Things are going to be quite difficult for awhile.  But one thing will not change.  I love you.  I have always loved you.  I will always love you.  One day...someday....you will grow to understand this.  If I am still around I would love to hear it from you....but if I'm gone....share it with somebody.  Perhaps your own children....who sometimes seem to make the same mistakes that their parents made.  Mmmmm?

Sunday, February 6, 2011

The Gift of Grace

So I was on FB and one of my "friends" who I've never met, but know through scrapping and have kept in touch with her for years...., well, she posted something today that really set me to thinking.  Her post stated, "is watching the Super Bowl worth losing your soul?"

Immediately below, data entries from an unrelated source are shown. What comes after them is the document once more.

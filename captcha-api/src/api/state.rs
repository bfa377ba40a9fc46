use std::sync::Arc;

use crate::config::Config;
use crate::engine::RecognitionEngine;
use crate::error::Result;
use crate::imaging::ImageResolver;
use crate::services::{CaptchaService, StatsTracker};

use super::ratelimit::RateLimiter;

#[derive(Clone)]
pub struct AppState {
    pub config: Arc<Config>,
    pub captcha: CaptchaService,
    pub stats: Arc<StatsTracker>,
    pub limiter: RateLimiter,
}

impl AppState {
    pub fn new(config: Config, engine: Arc<dyn RecognitionEngine>) -> Result<Self> {
        let resolver = ImageResolver::new(config.image.resolve_limits(), &config.image.user_agent)?;
        let captcha = CaptchaService::new(resolver, engine);
        let limiter = RateLimiter::new(&config.rate_limit);

        Ok(Self {
            config: Arc::new(config),
            captcha,
            stats: Arc::new(StatsTracker::new()),
            limiter,
        })
    }

    pub fn engine(&self) -> &Arc<dyn RecognitionEngine> {
        self.captcha.engine()
    }
}
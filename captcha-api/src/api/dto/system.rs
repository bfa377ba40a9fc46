use std::collections::BTreeMap;

use serde::Serialize;

/// Body of `GET /`.
#[derive(Debug, Clone, Serialize, utoipa::ToSchema)]
#[serde(rename_all = "camelCase")]
pub struct ServiceInfo {
    pub name: String,
    pub version: String,
    pub docs: String,
    pub engine: String,
    pub engine_available: bool,
    pub auth_enabled: bool,
    pub allowed_formats: Vec<String>,
    /// Endpoint name → path.
    pub endpoints: BTreeMap<String, String>,
}

/// Body of `GET /health`.
#[derive(Debug, Clone, Serialize, utoipa::ToSchema)]
pub struct HealthStatus {
    pub status: String,
    /// RFC 3339 timestamp.
    pub timestamp: String,
    pub service: String,
}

Really?  My soul is at risk of being lost eternally if I were to choose to watch the Super Bowl today?  When I questioned her on her point she told me that in their church they have a regularly scheduled Worship Service tonight.  There would be people who would choose to stay home and watch the game and neglect going to church.  Because of this, they were in jepardy of losing their souls?  I would agree that if God had laid it on their hearts that they should be at worship...and they knew their hearts were rebelling and still made the choice to stay home....then they would be definitely walking in sin.  Sin in any of it's forms must be dealt with biblically.  We must confess our sin and ask God to forgive it.  We must confess our rebellion, also.  But, my soul?  If I were to be in fear constantly of losing my soul everytime I sinned...purposely or even unconsiously, what a state I would be in.  Jesus does not call us to live in fear.  He calls us to live in obedience.  In love.  In relationship.  In grace.

Thursday, February 3, 2011

Why can't they just learn from my mistakes?

It is so hard to watch your children make the same relationship mistakes that you made.  I want to shake them and tell them, "Can't you see what you're doing?"... "Can't you see the damage you are creating?"...

No, they can't.  They haven't lived long enough to know.  They haven't hurt someone else so badly that the bond may be irreparably damaged.  They haven't experienced the depths of terror and fear that they may, actually, lose that person forever.  And in some cases....they don't even know how important the person they are hurting is to them...and will be for the rest of their lives. 

Regrets...I can see them piling up...but they don't see.

All I can do is pray for them.  Lord open their eyes and their hearts.  Teach them patience and compassion.  Help them to understand the love is an action, not just words.  Help them to grow to understand that they are only happiest when they are pouring out themselves for somebody else. 

Monday, January 24, 2011

Family Time

We just got home from a beautiful trip to Lake Tahoe with most all of our kids and grandkids.  Loved the time together.  Getting to watch everybody interact together, get to know each other, cousins playing together...makes my heart happy.  Hopefully next year our family vacation will be with 100% of my family!

The home we rented was big, beautiful and had plenty of bathrooms.  There was a perfect sledding hill just right outside the door...private...shared with no one.  Of course there was skiing and snowboarding as well.  G and I went snowmobiling for the first time.  All the DIL's and the little ones went on a two horse sleigh ride.  Jake and Angel....those were the names of our horses that pulled our sleigh.  Afterwards the kids got to feed and pet the horses.  We had a girls night out at Harvey's Casino...came home broke...but had lots of fun!

I love spending time with my family.  I love taking care of them and making memories.  I am so blessed.